- [WHAT YOU HAVE TO DO]:
From the listing below, output only the lines starting at the line that has "#[tokio::main]" and ending at the line that has "pub mod backoff;", exactly as they appear, ends included.

______

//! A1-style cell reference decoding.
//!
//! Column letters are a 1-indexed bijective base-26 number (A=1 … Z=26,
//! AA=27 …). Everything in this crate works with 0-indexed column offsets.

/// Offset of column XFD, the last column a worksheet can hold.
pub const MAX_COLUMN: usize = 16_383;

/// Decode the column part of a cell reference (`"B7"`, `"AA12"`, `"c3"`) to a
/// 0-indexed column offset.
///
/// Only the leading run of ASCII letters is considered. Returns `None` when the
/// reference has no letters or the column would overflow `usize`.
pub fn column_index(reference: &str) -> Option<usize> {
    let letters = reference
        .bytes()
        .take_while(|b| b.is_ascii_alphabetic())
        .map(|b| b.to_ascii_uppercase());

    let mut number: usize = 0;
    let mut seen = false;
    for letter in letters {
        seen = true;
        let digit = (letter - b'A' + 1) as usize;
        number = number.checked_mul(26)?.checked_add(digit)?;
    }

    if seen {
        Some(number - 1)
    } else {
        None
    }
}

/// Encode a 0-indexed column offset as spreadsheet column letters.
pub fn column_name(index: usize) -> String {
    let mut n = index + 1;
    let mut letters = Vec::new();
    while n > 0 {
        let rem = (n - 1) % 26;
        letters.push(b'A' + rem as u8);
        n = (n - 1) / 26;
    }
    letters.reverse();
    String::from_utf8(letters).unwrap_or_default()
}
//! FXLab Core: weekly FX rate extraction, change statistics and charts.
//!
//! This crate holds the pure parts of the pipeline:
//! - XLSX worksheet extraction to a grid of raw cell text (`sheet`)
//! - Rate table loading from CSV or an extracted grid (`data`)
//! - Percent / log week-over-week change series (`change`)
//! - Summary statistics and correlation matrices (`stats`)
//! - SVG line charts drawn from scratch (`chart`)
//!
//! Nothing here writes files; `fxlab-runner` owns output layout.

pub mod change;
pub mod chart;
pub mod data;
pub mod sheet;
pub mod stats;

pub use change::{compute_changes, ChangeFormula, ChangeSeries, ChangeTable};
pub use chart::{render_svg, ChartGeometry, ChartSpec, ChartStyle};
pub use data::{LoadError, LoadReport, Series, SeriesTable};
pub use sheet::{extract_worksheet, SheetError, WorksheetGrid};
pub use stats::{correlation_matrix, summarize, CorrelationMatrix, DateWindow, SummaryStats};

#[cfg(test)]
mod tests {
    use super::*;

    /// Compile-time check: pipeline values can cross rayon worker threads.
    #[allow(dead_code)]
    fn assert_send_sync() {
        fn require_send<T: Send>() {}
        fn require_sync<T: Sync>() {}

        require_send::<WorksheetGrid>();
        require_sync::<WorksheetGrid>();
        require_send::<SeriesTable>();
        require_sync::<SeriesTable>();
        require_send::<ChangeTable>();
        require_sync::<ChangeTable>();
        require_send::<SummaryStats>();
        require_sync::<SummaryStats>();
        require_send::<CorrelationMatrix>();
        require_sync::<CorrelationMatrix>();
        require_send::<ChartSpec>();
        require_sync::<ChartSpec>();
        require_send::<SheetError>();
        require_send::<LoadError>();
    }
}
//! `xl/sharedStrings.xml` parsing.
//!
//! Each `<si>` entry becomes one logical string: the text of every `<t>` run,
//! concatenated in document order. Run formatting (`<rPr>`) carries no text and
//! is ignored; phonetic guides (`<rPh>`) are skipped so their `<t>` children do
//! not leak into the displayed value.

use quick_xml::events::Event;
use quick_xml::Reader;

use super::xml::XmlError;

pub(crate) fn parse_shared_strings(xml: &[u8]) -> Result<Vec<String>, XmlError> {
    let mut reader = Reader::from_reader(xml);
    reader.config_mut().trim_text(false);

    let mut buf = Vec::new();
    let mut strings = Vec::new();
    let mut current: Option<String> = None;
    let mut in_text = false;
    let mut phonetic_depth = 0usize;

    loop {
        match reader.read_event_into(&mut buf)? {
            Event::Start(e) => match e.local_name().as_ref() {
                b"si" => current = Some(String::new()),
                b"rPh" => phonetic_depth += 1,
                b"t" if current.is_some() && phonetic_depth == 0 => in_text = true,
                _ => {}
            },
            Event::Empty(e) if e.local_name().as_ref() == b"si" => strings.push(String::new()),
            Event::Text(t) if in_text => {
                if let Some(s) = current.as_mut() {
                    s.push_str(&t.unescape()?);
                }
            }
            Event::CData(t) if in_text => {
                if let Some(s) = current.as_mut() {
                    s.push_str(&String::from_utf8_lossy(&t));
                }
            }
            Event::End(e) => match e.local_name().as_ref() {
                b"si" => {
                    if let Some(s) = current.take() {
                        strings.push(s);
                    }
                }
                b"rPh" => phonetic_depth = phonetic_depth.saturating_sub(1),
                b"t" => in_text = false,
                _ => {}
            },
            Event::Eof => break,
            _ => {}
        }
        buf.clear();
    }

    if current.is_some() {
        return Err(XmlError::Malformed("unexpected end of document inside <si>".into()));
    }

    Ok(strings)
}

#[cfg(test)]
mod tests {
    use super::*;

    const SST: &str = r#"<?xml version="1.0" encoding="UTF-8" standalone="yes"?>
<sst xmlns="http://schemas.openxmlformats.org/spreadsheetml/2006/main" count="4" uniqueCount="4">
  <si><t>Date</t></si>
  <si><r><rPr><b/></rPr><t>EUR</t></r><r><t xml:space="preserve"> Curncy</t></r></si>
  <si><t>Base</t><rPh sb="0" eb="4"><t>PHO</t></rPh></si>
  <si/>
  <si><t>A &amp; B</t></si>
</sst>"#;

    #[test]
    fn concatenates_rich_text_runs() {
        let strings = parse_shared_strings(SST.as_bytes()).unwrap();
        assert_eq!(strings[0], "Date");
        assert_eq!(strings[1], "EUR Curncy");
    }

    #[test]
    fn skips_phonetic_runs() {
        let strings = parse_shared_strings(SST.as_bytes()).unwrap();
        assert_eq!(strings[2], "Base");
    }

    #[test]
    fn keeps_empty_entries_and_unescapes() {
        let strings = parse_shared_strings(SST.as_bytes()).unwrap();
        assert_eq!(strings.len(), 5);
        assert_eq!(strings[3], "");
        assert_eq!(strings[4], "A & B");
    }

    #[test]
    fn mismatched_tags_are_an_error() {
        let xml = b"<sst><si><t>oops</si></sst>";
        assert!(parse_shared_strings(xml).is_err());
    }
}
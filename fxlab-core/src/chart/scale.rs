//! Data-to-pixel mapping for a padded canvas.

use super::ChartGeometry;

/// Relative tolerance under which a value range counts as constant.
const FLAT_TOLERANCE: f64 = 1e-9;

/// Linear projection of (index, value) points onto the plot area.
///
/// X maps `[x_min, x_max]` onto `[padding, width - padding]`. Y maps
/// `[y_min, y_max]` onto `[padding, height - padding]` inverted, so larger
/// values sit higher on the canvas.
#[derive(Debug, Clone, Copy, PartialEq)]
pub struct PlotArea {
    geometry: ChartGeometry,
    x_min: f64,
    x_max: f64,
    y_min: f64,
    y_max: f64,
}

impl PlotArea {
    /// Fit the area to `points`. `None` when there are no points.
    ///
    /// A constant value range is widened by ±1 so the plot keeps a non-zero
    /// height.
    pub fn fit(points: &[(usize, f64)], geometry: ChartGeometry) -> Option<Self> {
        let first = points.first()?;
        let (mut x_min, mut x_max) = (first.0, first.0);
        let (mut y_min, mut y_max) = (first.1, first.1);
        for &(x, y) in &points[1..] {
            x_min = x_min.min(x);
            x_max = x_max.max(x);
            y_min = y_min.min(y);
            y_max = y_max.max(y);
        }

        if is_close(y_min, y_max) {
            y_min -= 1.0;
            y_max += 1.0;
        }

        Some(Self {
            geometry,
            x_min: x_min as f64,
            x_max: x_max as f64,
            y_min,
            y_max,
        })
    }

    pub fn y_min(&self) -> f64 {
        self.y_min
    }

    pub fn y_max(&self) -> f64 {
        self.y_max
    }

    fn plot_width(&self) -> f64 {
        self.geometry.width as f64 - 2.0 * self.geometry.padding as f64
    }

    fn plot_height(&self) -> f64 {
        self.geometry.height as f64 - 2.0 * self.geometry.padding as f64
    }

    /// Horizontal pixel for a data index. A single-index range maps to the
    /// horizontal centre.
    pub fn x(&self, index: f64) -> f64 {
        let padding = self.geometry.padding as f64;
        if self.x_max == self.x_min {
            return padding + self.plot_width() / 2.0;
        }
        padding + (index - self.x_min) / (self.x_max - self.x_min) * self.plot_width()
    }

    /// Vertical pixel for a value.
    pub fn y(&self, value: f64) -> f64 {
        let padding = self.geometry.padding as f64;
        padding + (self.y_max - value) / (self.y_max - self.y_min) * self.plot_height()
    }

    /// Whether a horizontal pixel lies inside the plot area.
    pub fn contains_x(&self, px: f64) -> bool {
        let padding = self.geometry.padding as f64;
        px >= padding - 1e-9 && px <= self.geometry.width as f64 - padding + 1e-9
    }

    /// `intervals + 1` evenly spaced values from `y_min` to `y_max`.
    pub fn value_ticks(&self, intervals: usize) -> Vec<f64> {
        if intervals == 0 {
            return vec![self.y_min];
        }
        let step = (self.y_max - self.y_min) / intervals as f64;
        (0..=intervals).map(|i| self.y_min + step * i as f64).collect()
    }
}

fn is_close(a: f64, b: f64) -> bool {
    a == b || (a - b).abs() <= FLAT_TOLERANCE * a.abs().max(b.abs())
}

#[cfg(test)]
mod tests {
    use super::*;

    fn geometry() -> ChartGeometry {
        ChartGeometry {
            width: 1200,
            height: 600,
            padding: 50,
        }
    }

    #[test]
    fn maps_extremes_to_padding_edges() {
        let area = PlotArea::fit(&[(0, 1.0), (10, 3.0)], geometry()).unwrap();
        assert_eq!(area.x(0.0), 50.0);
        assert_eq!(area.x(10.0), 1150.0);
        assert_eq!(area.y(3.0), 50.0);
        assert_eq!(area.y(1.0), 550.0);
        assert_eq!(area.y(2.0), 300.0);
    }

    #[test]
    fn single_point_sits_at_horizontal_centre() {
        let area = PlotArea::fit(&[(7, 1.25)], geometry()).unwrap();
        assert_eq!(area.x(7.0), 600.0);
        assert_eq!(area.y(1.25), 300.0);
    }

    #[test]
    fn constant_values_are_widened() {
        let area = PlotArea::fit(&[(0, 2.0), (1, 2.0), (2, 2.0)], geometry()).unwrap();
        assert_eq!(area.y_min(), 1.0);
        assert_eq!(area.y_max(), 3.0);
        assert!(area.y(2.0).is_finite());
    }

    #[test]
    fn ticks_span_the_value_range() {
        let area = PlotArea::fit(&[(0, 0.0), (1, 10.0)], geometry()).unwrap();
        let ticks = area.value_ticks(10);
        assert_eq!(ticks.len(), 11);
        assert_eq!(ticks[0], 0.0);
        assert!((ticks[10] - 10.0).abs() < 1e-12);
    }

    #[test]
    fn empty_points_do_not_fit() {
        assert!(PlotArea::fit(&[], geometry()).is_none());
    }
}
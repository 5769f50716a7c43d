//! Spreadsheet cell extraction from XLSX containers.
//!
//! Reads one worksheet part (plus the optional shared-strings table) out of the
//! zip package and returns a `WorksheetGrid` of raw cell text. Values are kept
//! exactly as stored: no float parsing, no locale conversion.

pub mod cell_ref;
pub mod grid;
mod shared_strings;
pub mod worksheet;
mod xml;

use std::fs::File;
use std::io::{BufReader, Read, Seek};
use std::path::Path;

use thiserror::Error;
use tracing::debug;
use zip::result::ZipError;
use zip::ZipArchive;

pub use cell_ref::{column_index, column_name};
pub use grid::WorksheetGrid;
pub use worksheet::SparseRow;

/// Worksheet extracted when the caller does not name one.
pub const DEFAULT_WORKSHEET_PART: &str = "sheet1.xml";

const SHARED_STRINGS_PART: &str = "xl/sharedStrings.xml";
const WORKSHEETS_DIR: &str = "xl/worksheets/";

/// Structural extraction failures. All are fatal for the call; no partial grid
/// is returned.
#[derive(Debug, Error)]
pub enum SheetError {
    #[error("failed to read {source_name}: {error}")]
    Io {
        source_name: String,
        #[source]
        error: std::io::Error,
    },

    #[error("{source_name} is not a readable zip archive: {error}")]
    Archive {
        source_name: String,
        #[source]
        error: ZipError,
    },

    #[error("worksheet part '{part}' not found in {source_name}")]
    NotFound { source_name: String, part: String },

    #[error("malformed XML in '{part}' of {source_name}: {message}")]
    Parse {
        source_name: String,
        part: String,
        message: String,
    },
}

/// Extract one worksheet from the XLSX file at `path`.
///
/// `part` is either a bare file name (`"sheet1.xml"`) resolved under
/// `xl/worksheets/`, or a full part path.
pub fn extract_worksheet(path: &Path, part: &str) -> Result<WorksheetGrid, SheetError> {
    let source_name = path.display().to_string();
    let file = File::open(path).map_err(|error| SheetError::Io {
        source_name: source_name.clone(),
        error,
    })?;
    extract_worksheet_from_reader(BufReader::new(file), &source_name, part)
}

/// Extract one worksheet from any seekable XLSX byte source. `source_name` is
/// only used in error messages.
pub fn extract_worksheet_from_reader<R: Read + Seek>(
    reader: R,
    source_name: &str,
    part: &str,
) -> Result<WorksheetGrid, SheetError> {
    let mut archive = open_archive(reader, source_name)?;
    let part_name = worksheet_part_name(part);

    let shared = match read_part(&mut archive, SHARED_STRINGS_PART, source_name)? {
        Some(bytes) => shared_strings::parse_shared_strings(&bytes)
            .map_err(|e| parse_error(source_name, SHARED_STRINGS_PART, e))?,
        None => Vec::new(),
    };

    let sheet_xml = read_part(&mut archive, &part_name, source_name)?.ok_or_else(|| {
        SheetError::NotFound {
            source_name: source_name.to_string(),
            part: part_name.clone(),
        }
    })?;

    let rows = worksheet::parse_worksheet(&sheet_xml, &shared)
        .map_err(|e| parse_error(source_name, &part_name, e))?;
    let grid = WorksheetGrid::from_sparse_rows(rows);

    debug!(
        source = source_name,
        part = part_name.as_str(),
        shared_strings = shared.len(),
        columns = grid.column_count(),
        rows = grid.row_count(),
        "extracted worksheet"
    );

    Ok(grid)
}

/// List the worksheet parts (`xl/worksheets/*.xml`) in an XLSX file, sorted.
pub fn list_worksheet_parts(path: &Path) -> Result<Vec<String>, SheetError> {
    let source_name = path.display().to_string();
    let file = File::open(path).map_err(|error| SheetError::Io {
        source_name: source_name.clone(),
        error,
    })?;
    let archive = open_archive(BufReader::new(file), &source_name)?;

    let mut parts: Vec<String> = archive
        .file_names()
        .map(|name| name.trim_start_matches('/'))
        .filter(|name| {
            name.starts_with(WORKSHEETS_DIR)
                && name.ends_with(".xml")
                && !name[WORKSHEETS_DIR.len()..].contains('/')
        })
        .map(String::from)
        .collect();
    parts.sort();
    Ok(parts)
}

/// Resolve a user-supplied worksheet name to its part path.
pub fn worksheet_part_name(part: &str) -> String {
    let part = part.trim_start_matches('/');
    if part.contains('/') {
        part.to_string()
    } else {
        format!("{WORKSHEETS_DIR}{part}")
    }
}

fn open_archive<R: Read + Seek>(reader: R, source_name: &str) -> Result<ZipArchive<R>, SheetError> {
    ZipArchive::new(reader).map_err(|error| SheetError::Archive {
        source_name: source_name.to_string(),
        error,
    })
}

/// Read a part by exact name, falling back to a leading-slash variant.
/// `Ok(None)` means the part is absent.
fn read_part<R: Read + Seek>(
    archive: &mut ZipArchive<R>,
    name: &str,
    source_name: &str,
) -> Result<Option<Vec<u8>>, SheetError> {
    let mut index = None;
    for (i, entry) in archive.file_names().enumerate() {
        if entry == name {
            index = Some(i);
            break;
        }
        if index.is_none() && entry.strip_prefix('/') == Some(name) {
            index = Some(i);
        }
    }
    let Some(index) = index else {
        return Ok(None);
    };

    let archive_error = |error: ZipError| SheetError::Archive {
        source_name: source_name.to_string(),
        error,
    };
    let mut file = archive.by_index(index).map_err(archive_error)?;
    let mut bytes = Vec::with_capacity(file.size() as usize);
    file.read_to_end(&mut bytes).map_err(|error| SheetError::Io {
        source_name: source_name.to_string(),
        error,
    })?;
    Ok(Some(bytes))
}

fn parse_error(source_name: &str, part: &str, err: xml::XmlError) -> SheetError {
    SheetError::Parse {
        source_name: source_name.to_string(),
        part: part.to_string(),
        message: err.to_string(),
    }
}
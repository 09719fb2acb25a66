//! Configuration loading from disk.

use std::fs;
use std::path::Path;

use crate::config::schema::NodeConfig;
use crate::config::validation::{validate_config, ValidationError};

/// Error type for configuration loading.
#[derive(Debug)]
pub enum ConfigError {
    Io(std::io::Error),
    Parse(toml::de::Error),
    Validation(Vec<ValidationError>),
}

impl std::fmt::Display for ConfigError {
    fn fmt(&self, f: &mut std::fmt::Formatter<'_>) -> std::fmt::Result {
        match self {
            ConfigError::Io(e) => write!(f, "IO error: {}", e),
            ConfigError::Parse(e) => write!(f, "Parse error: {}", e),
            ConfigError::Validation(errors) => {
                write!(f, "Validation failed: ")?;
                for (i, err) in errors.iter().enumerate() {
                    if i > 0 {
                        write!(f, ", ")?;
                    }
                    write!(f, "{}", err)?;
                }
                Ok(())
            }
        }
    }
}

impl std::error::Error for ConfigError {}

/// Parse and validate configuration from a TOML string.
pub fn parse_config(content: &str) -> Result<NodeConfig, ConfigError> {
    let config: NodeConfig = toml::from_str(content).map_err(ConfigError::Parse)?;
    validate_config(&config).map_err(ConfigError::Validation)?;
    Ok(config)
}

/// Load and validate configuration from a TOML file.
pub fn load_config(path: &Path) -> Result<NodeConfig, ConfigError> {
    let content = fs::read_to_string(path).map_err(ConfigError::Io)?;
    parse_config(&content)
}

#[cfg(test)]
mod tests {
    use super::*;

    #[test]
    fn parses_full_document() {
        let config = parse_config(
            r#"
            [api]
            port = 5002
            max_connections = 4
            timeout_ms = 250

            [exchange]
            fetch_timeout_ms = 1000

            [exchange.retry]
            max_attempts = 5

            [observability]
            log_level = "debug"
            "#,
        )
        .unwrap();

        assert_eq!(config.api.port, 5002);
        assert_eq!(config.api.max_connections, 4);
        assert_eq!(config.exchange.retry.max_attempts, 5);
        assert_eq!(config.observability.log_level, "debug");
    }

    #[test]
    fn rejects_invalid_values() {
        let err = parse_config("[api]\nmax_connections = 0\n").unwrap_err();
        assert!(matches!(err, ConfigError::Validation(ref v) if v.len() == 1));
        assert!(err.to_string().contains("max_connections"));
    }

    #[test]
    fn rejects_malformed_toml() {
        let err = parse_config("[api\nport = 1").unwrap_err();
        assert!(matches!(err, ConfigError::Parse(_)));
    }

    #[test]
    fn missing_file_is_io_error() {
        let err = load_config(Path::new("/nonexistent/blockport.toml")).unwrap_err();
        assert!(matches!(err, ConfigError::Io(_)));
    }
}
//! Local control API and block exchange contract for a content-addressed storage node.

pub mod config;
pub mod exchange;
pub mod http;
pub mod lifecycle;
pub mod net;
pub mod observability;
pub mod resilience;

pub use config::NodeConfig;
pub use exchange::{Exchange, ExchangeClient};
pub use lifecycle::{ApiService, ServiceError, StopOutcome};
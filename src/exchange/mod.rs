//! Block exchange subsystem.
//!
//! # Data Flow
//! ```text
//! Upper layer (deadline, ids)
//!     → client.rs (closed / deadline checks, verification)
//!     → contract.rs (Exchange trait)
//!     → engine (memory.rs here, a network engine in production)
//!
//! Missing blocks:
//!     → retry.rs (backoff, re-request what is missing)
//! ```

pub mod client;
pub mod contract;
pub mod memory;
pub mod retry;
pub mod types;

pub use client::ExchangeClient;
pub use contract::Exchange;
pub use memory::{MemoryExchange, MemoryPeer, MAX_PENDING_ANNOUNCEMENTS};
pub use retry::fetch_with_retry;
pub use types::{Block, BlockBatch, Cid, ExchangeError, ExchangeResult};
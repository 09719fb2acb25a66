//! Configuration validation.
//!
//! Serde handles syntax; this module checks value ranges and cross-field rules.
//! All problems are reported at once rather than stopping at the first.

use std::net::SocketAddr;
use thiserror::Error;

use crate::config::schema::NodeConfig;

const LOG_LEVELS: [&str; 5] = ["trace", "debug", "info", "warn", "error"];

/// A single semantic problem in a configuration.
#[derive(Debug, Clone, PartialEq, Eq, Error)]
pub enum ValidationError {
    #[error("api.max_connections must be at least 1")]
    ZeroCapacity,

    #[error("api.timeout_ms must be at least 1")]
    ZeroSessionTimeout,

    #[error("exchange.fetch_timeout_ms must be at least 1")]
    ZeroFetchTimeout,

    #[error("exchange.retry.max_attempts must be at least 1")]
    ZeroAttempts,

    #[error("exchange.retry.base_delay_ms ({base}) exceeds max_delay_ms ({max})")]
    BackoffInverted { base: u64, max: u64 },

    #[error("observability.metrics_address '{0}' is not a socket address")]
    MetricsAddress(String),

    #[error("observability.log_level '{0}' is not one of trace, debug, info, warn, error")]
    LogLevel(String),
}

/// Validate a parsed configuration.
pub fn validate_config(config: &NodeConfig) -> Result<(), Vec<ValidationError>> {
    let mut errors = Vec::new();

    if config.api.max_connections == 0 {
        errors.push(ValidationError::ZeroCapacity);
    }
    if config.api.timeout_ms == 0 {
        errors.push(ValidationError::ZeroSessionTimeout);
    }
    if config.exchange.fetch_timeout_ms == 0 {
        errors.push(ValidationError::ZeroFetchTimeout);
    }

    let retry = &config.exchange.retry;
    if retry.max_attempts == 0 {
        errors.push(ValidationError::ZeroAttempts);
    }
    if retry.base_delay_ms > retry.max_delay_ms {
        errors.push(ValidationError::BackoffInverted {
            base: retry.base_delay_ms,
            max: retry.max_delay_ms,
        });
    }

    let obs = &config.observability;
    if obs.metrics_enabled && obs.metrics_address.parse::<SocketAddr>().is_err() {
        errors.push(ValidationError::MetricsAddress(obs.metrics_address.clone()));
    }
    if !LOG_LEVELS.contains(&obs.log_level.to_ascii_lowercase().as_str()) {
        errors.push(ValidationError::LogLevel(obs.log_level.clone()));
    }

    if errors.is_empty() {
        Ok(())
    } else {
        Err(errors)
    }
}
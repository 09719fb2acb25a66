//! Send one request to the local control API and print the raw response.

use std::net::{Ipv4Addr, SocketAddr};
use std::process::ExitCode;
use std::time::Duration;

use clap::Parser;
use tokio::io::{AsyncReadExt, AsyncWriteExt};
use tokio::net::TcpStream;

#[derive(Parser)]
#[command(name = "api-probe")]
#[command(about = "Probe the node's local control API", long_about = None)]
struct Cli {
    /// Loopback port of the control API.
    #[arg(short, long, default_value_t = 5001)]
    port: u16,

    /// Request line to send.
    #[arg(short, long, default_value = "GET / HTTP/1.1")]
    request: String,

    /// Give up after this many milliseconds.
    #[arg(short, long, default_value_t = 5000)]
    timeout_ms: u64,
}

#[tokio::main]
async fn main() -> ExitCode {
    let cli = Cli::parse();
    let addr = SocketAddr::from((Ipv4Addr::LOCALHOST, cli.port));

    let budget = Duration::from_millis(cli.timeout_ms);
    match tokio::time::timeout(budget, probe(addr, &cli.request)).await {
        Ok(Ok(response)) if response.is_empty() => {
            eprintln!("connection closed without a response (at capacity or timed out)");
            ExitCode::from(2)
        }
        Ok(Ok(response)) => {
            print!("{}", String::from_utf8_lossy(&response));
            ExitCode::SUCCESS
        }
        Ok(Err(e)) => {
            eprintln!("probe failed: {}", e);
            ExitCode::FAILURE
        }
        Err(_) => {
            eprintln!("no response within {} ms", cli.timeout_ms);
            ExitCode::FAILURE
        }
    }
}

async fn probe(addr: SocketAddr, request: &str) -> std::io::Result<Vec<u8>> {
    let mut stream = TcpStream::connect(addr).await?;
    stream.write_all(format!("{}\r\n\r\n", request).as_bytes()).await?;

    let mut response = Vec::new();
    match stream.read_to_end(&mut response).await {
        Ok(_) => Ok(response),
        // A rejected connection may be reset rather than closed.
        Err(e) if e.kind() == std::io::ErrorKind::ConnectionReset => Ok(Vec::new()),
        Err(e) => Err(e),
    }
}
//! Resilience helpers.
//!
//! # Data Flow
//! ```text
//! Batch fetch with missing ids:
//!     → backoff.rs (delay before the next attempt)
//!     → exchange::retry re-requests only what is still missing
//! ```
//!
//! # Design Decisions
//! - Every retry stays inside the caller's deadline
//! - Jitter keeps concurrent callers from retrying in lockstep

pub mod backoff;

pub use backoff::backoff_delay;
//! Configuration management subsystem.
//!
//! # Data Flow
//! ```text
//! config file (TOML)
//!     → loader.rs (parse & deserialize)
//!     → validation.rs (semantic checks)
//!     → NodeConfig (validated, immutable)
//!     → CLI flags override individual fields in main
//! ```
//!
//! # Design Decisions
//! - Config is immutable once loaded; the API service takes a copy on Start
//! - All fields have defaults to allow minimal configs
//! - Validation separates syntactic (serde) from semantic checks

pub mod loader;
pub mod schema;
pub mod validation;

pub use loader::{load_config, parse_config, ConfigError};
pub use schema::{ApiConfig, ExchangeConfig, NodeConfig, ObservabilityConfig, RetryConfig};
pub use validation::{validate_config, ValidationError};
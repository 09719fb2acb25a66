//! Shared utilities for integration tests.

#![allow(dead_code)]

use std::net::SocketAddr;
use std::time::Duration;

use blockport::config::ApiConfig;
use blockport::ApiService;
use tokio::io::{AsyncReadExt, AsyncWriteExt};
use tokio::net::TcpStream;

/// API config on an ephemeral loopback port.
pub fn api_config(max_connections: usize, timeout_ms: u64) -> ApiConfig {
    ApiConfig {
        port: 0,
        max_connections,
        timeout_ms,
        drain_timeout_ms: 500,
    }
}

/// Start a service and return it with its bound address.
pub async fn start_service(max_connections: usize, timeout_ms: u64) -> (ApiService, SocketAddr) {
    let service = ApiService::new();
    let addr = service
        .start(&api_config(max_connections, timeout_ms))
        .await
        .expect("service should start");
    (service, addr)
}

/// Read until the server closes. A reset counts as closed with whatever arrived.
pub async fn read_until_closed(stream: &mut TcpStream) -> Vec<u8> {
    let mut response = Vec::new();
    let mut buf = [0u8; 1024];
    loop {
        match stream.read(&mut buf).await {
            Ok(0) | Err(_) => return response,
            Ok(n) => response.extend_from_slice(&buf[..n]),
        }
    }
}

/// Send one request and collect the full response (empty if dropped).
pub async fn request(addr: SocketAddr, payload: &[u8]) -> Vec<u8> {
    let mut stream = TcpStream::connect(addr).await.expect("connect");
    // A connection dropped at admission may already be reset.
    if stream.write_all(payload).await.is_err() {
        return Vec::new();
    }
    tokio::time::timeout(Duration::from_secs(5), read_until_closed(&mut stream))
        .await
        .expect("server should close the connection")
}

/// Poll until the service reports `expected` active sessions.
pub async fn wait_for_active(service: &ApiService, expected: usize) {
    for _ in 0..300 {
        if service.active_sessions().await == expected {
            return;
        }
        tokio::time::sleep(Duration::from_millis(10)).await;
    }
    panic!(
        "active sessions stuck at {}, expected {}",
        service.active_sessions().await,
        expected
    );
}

______

- [SOLUTION TO THIS PROBLEM]:
#[tokio::main]
async fn main() -> ExitCode {
    let cli = Cli::parse();
    let addr = SocketAddr::from((Ipv4Addr::LOCALHOST, cli.port));

    let budget = Duration::from_millis(cli.timeout_ms);
    match tokio::time::timeout(budget, probe(addr, &cli.request)).await {
        Ok(Ok(response)) if response.is_empty() => {
            eprintln!("connection closed without a response (at capacity or timed out)");
            ExitCode::from(2)
        }
        Ok(Ok(response)) => {
            print!("{}", String::from_utf8_lossy(&response));
            ExitCode::SUCCESS
        }
        Ok(Err(e)) => {
            eprintln!("probe failed: {}", e);
            ExitCode::FAILURE
        }
        Err(_) => {
            eprintln!("no response within {} ms", cli.timeout_ms);
            ExitCode::FAILURE
        }
    }
}

async fn probe(addr: SocketAddr, request: &str) -> std::io::Result<Vec<u8>> {
    let mut stream = TcpStream::connect(addr).await?;
    stream.write_all(format!("{}\r\n\r\n", request).as_bytes()).await?;

    let mut response = Vec::new();
    match stream.read_to_end(&mut response).await {
        Ok(_) => Ok(response),
        // A rejected connection may be reset rather than closed.
        Err(e) if e.kind() == std::io::ErrorKind::ConnectionReset => Ok(Vec::new()),
        Err(e) => Err(e),
    }
}
//! Resilience helpers.
//!
//! # Data Flow
//! ```text
//! Batch fetch with missing ids:
//!     → backoff.rs (delay before the next attempt)
//!     → exchange::retry re-requests only what is still missing
//! ```
//!
//! # Design Decisions
//! - Every retry stays inside the caller's deadline
//! - Jitter keeps concurrent callers from retrying in lockstep

pub mod backoff;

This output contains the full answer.